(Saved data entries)
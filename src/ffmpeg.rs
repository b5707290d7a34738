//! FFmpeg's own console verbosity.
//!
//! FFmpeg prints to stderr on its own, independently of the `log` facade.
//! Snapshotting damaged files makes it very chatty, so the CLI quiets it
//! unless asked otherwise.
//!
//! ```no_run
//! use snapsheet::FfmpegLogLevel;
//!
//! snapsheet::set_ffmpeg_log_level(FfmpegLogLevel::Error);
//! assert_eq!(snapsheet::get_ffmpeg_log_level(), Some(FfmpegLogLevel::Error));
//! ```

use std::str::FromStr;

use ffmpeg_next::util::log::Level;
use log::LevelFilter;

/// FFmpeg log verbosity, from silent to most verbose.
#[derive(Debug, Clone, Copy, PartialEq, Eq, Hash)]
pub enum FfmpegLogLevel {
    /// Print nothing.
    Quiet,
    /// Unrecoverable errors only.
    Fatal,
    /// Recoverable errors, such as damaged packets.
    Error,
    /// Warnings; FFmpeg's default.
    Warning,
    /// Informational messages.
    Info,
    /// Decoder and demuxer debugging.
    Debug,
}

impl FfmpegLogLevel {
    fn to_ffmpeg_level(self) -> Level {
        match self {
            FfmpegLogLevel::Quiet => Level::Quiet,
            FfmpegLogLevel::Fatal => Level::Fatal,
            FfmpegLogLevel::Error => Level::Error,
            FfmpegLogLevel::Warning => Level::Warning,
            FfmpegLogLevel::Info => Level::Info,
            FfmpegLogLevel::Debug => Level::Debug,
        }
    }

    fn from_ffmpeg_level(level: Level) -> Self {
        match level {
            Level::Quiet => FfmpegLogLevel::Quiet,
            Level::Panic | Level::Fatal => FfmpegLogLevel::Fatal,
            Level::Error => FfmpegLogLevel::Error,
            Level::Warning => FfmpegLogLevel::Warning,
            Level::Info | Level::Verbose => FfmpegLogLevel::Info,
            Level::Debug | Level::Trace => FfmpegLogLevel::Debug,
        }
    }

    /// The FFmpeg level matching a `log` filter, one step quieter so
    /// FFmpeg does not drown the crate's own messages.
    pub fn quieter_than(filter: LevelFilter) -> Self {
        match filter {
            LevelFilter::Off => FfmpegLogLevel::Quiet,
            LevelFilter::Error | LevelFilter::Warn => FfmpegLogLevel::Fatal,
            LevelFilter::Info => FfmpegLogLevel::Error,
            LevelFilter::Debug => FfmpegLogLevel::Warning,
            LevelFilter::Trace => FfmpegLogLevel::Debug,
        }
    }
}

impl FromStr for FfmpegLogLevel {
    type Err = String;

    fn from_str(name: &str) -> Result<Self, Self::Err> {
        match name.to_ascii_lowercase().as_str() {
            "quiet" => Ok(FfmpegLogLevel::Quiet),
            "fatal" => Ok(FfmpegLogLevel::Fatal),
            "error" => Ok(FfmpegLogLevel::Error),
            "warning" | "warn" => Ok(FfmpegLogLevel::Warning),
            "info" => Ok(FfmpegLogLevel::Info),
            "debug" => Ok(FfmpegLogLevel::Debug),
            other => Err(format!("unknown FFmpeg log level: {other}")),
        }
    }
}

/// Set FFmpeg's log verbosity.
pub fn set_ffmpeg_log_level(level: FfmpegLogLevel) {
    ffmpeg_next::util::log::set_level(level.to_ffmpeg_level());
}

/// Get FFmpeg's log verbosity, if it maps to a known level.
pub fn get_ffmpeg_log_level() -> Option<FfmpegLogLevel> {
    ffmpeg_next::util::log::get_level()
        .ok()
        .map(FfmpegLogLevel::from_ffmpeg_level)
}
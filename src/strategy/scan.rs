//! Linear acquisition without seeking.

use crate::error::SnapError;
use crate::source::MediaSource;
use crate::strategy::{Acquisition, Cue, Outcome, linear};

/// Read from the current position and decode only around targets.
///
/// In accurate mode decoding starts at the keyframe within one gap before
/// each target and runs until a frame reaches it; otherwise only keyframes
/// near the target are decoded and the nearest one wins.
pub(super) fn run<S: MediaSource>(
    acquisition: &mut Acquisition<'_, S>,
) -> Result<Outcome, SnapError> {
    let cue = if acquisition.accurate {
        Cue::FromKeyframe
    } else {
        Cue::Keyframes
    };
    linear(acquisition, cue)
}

==

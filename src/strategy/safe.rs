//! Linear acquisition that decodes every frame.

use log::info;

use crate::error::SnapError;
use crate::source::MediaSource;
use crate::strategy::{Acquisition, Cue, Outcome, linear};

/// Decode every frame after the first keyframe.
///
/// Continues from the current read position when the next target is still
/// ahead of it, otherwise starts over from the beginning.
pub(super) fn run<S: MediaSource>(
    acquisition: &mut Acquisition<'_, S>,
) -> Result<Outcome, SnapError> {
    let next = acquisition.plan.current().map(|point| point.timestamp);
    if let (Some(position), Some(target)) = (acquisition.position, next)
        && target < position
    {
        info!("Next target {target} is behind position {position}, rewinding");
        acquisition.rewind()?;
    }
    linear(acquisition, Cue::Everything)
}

Work request: Every line above that holds the word "messages" is to be found and copied.

Result for this exercise:
    /// Informational messages.
    /// FFmpeg does not drown the crate's own messages.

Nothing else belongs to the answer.